» **Task goal**
Report each line of the records below that holds the word "self".

****************

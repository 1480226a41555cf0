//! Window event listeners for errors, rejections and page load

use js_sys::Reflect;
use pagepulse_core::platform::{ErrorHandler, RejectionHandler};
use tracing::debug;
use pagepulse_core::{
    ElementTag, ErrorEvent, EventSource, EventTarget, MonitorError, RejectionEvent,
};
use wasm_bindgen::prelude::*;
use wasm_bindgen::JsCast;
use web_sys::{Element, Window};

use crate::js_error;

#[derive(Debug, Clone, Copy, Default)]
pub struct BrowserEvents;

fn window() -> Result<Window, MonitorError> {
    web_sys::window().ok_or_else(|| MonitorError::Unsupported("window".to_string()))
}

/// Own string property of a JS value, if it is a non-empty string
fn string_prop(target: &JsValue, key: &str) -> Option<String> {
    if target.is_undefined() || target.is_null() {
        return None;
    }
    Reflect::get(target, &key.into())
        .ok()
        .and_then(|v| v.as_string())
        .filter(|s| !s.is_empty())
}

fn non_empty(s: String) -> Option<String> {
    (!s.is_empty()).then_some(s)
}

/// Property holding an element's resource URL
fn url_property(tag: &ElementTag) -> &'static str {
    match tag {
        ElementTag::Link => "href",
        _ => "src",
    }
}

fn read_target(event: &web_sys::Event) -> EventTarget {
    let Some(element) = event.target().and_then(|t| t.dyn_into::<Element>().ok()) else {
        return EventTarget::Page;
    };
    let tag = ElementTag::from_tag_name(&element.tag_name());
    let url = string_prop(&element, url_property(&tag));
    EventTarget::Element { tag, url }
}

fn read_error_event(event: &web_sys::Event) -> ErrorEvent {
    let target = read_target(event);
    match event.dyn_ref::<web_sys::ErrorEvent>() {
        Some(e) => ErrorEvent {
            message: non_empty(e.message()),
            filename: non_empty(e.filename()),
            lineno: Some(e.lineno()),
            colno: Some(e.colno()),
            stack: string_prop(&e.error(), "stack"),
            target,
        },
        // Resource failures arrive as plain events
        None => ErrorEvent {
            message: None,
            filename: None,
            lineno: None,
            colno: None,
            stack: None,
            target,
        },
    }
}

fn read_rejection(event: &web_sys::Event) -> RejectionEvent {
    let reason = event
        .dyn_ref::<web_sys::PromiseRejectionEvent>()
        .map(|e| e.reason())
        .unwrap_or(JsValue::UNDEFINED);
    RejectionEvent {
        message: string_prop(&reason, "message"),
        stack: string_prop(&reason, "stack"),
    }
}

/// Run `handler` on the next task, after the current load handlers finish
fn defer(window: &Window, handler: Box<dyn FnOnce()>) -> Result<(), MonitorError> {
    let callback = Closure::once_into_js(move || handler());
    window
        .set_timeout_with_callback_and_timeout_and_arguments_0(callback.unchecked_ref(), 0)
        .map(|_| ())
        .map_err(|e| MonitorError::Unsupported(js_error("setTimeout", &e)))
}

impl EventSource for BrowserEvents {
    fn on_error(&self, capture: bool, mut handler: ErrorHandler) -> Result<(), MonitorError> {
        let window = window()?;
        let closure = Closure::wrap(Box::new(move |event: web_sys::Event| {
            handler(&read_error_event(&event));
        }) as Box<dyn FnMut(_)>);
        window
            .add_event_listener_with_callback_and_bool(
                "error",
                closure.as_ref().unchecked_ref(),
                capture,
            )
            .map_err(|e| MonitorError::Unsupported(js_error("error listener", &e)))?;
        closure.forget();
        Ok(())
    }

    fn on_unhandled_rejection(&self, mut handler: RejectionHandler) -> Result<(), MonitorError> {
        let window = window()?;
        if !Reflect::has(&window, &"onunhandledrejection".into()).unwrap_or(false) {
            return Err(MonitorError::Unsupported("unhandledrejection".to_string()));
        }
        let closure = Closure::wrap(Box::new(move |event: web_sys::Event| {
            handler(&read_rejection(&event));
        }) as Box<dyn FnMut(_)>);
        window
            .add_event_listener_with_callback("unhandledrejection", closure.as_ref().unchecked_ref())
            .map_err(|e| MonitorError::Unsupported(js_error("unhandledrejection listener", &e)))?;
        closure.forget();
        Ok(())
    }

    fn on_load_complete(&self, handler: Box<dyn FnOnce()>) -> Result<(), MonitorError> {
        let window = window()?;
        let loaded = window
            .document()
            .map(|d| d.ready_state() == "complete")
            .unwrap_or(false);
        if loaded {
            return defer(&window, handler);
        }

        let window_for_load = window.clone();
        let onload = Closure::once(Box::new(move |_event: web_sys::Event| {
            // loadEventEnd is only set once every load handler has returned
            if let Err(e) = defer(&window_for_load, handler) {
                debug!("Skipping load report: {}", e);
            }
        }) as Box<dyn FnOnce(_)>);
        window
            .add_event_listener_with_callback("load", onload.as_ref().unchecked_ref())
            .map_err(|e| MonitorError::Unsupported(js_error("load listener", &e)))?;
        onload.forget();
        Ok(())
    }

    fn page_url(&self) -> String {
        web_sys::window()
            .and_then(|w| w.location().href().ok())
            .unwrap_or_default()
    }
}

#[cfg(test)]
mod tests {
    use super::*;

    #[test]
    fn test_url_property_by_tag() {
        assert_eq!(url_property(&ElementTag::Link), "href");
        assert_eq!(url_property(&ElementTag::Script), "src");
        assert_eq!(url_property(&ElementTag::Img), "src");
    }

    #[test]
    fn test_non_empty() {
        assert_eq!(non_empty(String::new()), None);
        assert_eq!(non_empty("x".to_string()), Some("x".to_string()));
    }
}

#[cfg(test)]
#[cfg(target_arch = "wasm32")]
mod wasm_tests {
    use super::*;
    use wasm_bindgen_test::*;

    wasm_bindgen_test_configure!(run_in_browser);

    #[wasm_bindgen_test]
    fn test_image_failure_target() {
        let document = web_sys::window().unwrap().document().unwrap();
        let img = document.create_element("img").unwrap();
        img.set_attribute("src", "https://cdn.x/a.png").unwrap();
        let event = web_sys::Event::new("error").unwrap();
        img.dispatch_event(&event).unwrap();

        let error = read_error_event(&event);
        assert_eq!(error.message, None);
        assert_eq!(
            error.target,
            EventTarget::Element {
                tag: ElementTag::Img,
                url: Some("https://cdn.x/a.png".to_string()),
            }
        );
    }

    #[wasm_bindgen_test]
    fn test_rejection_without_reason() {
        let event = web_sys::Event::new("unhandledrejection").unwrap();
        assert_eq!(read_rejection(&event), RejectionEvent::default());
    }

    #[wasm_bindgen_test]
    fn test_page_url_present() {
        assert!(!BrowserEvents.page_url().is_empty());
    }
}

****************

» **Finished exercise**
    fn on_error(&self, capture: bool, mut handler: ErrorHandler) -> Result<(), MonitorError> {
    fn on_unhandled_rejection(&self, mut handler: RejectionHandler) -> Result<(), MonitorError> {
    fn on_load_complete(&self, handler: Box<dyn FnOnce()>) -> Result<(), MonitorError> {
    fn page_url(&self) -> String {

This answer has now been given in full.